Zopiclon can bind to these docking sites (receptors) of GABA and reduce or even completely inhibit the excitability of nerve cells via an influx of chloride. The nerve cell is then no longer excitable for some time and incoming stimulus impulses cannot be transmitted to the central nervous system. The maximum plasma concentration (i.e. the highest dose detectable in the blood) is already reached one hour after taking Zopiclon. The half-life, i.e. the period in which the concentration in the blood is halved, is 5 hours.
Side effect
As with all effective medicines, side effects may occur when taking Zopiclon. Most frequently patients report a change in their sense of taste (metallic, bitter) and dry mouth. In addition, nightmares, headaches, visual disturbances, feelings of weakness, dizziness, reduced performance, and daytime tiredness are also possible side effects of taking Zopiclon.

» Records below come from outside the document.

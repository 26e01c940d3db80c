use serde::{Deserialize, Serialize};

/// An entry of a shared directory listing.
#[derive(Debug, Clone, PartialEq, Serialize, Deserialize)]
#[serde(rename_all = "camelCase")]
pub struct FileEntry {
    pub name: String,
    pub path: String,
    pub is_directory: bool,
    #[serde(default, skip_serializing_if = "Option::is_none")]
    pub size: Option<u64>,
    #[serde(default, skip_serializing_if = "Option::is_none")]
    pub mime_type: Option<String>,
    /// Milliseconds since the Unix epoch.
    #[serde(default, skip_serializing_if = "Option::is_none")]
    pub modified_at: Option<i64>,
}

/// Capabilities the host advertises on a successful handshake.
#[derive(Debug, Clone, PartialEq, Serialize, Deserialize)]
#[serde(rename_all = "camelCase")]
pub struct HostFeatures {
    pub upload_allowed: bool,
    pub encrypted: bool,
    pub chunk_size: u64,
    #[serde(default, skip_serializing_if = "String::is_empty")]
    pub name: String,
    pub protocol_version: u32,
}

/// Lifecycle of a single transfer.
///
/// A one-way progression; `Completed`, `Error` and `Cancelled` are terminal.
#[derive(Debug, Clone, Copy, PartialEq, Eq, Hash, Serialize, Deserialize)]
#[serde(rename_all = "SCREAMING_SNAKE_CASE")]
pub enum TransferStatus {
    Initializing,
    Transferring,
    Assembling,
    Completed,
    Error,
    Cancelled,
}

impl TransferStatus {
    /// Returns `true` for states a transfer never leaves.
    pub fn is_terminal(self) -> bool {
        matches!(
            self,
            TransferStatus::Completed | TransferStatus::Error | TransferStatus::Cancelled
        )
    }

    fn rank(self) -> u8 {
        match self {
            TransferStatus::Initializing => 0,
            TransferStatus::Transferring => 1,
            TransferStatus::Assembling => 2,
            TransferStatus::Completed | TransferStatus::Error | TransferStatus::Cancelled => 3,
        }
    }

    /// Returns `true` if moving from `self` to `next` respects the one-way order.
    pub fn can_advance_to(self, next: TransferStatus) -> bool {
        if self.is_terminal() {
            return false;
        }
        next.is_terminal() || next.rank() >= self.rank()
    }
}

/// Snapshot of a transfer's progress.
#[derive(Debug, Clone, PartialEq, Serialize, Deserialize)]
#[serde(rename_all = "camelCase")]
pub struct TransferProgress {
    /// 0..=100.
    pub progress: f64,
    pub speed_bytes_per_sec: f64,
    pub status: TransferStatus,
}

#[cfg(test)]
mod tests {
    use super::*;

    #[test]
    fn terminal_states_are_final() {
        for terminal in [
            TransferStatus::Completed,
            TransferStatus::Error,
            TransferStatus::Cancelled,
        ] {
            assert!(terminal.is_terminal());
            assert!(!terminal.can_advance_to(TransferStatus::Transferring));
            assert!(!terminal.can_advance_to(TransferStatus::Cancelled));
        }
    }

    #[test]
    fn progression_is_one_way() {
        assert!(TransferStatus::Initializing.can_advance_to(TransferStatus::Transferring));
        assert!(TransferStatus::Transferring.can_advance_to(TransferStatus::Assembling));
        assert!(TransferStatus::Transferring.can_advance_to(TransferStatus::Cancelled));
        assert!(!TransferStatus::Assembling.can_advance_to(TransferStatus::Transferring));
    }

    #[test]
    fn status_serialization() {
        assert_eq!(
            serde_json::to_string(&TransferStatus::Assembling).unwrap(),
            "\"ASSEMBLING\""
        );
    }

    #[test]
    fn file_entry_omits_missing_fields() {
        let entry = FileEntry {
            name: "docs".into(),
            path: "/docs".into(),
            is_directory: true,
            size: None,
            mime_type: None,
            modified_at: None,
        };
        let json = serde_json::to_string(&entry).unwrap();
        assert_eq!(json, r#"{"name":"docs","path":"/docs","isDirectory":true}"#);
    }
}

In addition, memory or memory gaps may occur after taking the drug (anterograde amnesia). Furthermore, deceptive perceptions (hallucinations) have already been described. Not to be underestimated is the physical and psychological addiction potential, which exists especially with the regular and long-term use of Zopiclon. Furthermore, withdrawal symptoms can occur after regular use of Zopiclon for several weeks due to the addictive effect after discontinuation. Therefore it is of great importance to take the medicine only in case of severe sleep disorders and for a short time as well as to weigh up the intake exactly in case of known addiction diseases and to treat the sleep disorder first by less strong medicines with lower addiction potentials if necessary.
Interaction
If other sleeping pills or tranquilizers as well as pain and anesthesia medications are taken at the same time, the dampening effect of the zopiclon may be increased.In addition, drugs for the treatment of mental illnesses, for muscle relaxation (muscle relaxants), for seizures (antiepileptic drugs) and certain drugs for allergies (antihistamines) lead to a greater attenuation of the central nervous system. In addition, drugs that inhibit the function of the zopiclon-degrading enzyme (cytochrome P450), such as antifungal drugs (e.g. ketoconazole, itraconazole) or certain antibiotics (e.g. erythromycin, clarithromycin), can increase the effect of the zopiclon. On the other hand, drugs which activate the zopiclon-degrading enzyme (cytochrome P450) (such as St. John’s wort, phenobarbital, carbamazepine or rifampicin) weaken the effect of the zopiclon.